== Your goal ==
Go through the listing beneath this task and return every line that carries the string "PartialEq".

== Extracted information ==
☆ ☆ ☆ ☆ ☆ ☆ ☆

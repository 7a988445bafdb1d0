use mongodb::bson::oid::ObjectId;
use serde::{Deserialize, Serialize};
use utoipa::ToSchema;
use validator::{Validate, ValidateUrl, ValidationError};

/// Product entity as stored in the `products` collection.
#[derive(Debug, Clone, PartialEq, Serialize, Deserialize)]
pub struct Product {
    /// Unique identifier (stored as _id in MongoDB)
    #[serde(rename = "_id")]
    pub id: ObjectId,
    /// Catalogue code, unique across products
    pub code: String,
    pub description: String,
    pub price: f64,
    #[serde(default = "default_availability")]
    pub availability: bool,
    pub color: String,
    #[serde(default)]
    pub tags: Vec<String>,
    /// Image URLs
    #[serde(default)]
    pub images: Vec<String>,
}

/// Product as returned to clients, with the id as a hex string.
#[derive(Debug, Clone, PartialEq, Serialize, Deserialize, ToSchema)]
pub struct ProductResponse {
    #[schema(example = "665f1c2ab2d4e1a9c0f3b7aa")]
    pub id: String,
    #[schema(example = "A1")]
    pub code: String,
    pub description: String,
    #[schema(example = 25.0)]
    pub price: f64,
    pub availability: bool,
    pub color: String,
    pub tags: Vec<String>,
    pub images: Vec<String>,
}

/// DTO for creating a new product
#[derive(Debug, Clone, Deserialize, Validate, ToSchema)]
pub struct CreateProduct {
    #[validate(length(min = 1))]
    pub code: String,
    pub description: String,
    /// Must be strictly positive
    #[validate(range(exclusive_min = 0.0))]
    pub price: f64,
    #[serde(default = "default_availability")]
    pub availability: bool,
    pub color: String,
    #[serde(default)]
    pub tags: Vec<String>,
    #[serde(default)]
    #[validate(custom(function = "validate_image_urls"))]
    pub images: Vec<String>,
}

/// DTO for partially updating a product.
///
/// Absent and `null` fields are both left untouched, so a field cannot be
/// cleared through an update.
#[derive(Debug, Clone, Default, Deserialize, Validate, ToSchema)]
pub struct UpdateProduct {
    #[validate(length(min = 1))]
    pub code: Option<String>,
    pub description: Option<String>,
    /// Not held to the create-time `> 0` rule
    pub price: Option<f64>,
    pub availability: Option<bool>,
    pub color: Option<String>,
    pub tags: Option<Vec<String>>,
    #[validate(custom(function = "validate_image_urls"))]
    pub images: Option<Vec<String>>,
}

fn default_availability() -> bool {
    true
}

#[allow(clippy::ptr_arg)]
fn validate_image_urls(images: &Vec<String>) -> Result<(), ValidationError> {
    if images.iter().all(|url| url.validate_url()) {
        Ok(())
    } else {
        Err(ValidationError::new("url").with_message("every image must be a valid URL".into()))
    }
}

impl Product {
    /// Create a new product from CreateProduct DTO
    pub fn new(input: CreateProduct) -> Self {
        Self {
            id: ObjectId::new(),
            code: input.code,
            description: input.description,
            price: input.price,
            availability: input.availability,
            color: input.color,
            tags: input.tags,
            images: input.images,
        }
    }

    /// Apply updates from UpdateProduct DTO
    pub fn apply_update(&mut self, update: UpdateProduct) {
        if let Some(code) = update.code {
            self.code = code;
        }
        if let Some(description) = update.description {
            self.description = description;
        }
        if let Some(price) = update.price {
            self.price = price;
        }
        if let Some(availability) = update.availability {
            self.availability = availability;
        }
        if let Some(color) = update.color {
            self.color = color;
        }
        if let Some(tags) = update.tags {
            self.tags = tags;
        }
        if let Some(images) = update.images {
            self.images = images;
        }
    }
}

impl UpdateProduct {
    /// True when no field would change.
    pub fn is_empty(&self) -> bool {
        self.code.is_none()
            && self.description.is_none()
            && self.price.is_none()
            && self.availability.is_none()
            && self.color.is_none()
            && self.tags.is_none()
            && self.images.is_none()
    }
}

impl From<Product> for ProductResponse {
    fn from(product: Product) -> Self {
        Self {
            id: product.id.to_hex(),
            code: product.code,
            description: product.description,
            price: product.price,
            availability: product.availability,
            color: product.color,
            tags: product.tags,
            images: product.images,
        }
    }
}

☆ ☆ ☆ ☆ ☆ ☆ ☆

== Output of the exercise ==
#[derive(Debug, Clone, PartialEq, Serialize, Deserialize)]
#[derive(Debug, Clone, PartialEq, Serialize, Deserialize, ToSchema)]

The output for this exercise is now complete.